START DATASET EXCERPTS

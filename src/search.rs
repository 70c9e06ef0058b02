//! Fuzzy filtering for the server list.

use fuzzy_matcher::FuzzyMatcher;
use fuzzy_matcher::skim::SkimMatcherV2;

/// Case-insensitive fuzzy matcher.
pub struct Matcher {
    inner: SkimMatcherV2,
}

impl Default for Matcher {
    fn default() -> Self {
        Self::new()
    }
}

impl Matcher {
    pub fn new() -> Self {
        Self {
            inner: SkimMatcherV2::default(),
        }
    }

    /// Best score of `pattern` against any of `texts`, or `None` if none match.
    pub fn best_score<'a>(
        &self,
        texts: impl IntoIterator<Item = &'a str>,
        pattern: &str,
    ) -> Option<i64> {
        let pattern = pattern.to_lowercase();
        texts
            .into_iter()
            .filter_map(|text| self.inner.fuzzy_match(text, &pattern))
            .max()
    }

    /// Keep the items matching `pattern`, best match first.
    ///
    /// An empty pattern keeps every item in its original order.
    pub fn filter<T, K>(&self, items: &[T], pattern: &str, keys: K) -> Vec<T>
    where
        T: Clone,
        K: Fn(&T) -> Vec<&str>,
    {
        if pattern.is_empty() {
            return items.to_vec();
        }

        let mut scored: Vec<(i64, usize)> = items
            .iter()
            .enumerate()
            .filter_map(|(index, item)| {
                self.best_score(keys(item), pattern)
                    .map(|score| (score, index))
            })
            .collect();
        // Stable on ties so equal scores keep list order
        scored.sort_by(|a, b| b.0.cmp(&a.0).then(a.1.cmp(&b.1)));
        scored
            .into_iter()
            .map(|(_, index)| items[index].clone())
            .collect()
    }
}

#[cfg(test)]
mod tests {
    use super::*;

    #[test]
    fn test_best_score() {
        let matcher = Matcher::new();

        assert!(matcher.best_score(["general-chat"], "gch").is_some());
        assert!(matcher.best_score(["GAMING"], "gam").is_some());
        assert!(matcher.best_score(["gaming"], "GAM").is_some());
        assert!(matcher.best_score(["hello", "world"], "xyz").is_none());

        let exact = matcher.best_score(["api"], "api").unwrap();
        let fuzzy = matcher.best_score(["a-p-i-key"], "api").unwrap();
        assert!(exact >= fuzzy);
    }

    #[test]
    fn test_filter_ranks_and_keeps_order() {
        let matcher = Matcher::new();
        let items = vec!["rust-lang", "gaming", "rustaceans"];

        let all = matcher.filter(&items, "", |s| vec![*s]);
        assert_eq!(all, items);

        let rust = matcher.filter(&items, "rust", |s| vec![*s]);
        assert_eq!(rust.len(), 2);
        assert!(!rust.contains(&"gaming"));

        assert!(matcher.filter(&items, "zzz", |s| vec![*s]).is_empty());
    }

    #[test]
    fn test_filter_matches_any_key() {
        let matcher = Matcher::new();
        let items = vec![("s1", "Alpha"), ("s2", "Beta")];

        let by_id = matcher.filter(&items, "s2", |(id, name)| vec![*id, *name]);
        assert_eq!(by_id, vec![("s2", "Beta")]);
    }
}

END DATASET EXCERPTS

● **YOUR TASK**
"pattern" is the string to look for; please copy every line of the records above where it appears.

● **TASK ANSWER**
    /// Best score of `pattern` against any of `texts`, or `None` if none match.
        pattern: &str,
        let pattern = pattern.to_lowercase();
            .filter_map(|text| self.inner.fuzzy_match(text, &pattern))
    /// Keep the items matching `pattern`, best match first.
    /// An empty pattern keeps every item in its original order.
    pub fn filter<T, K>(&self, items: &[T], pattern: &str, keys: K) -> Vec<T>
        if pattern.is_empty() {
                self.best_score(keys(item), pattern)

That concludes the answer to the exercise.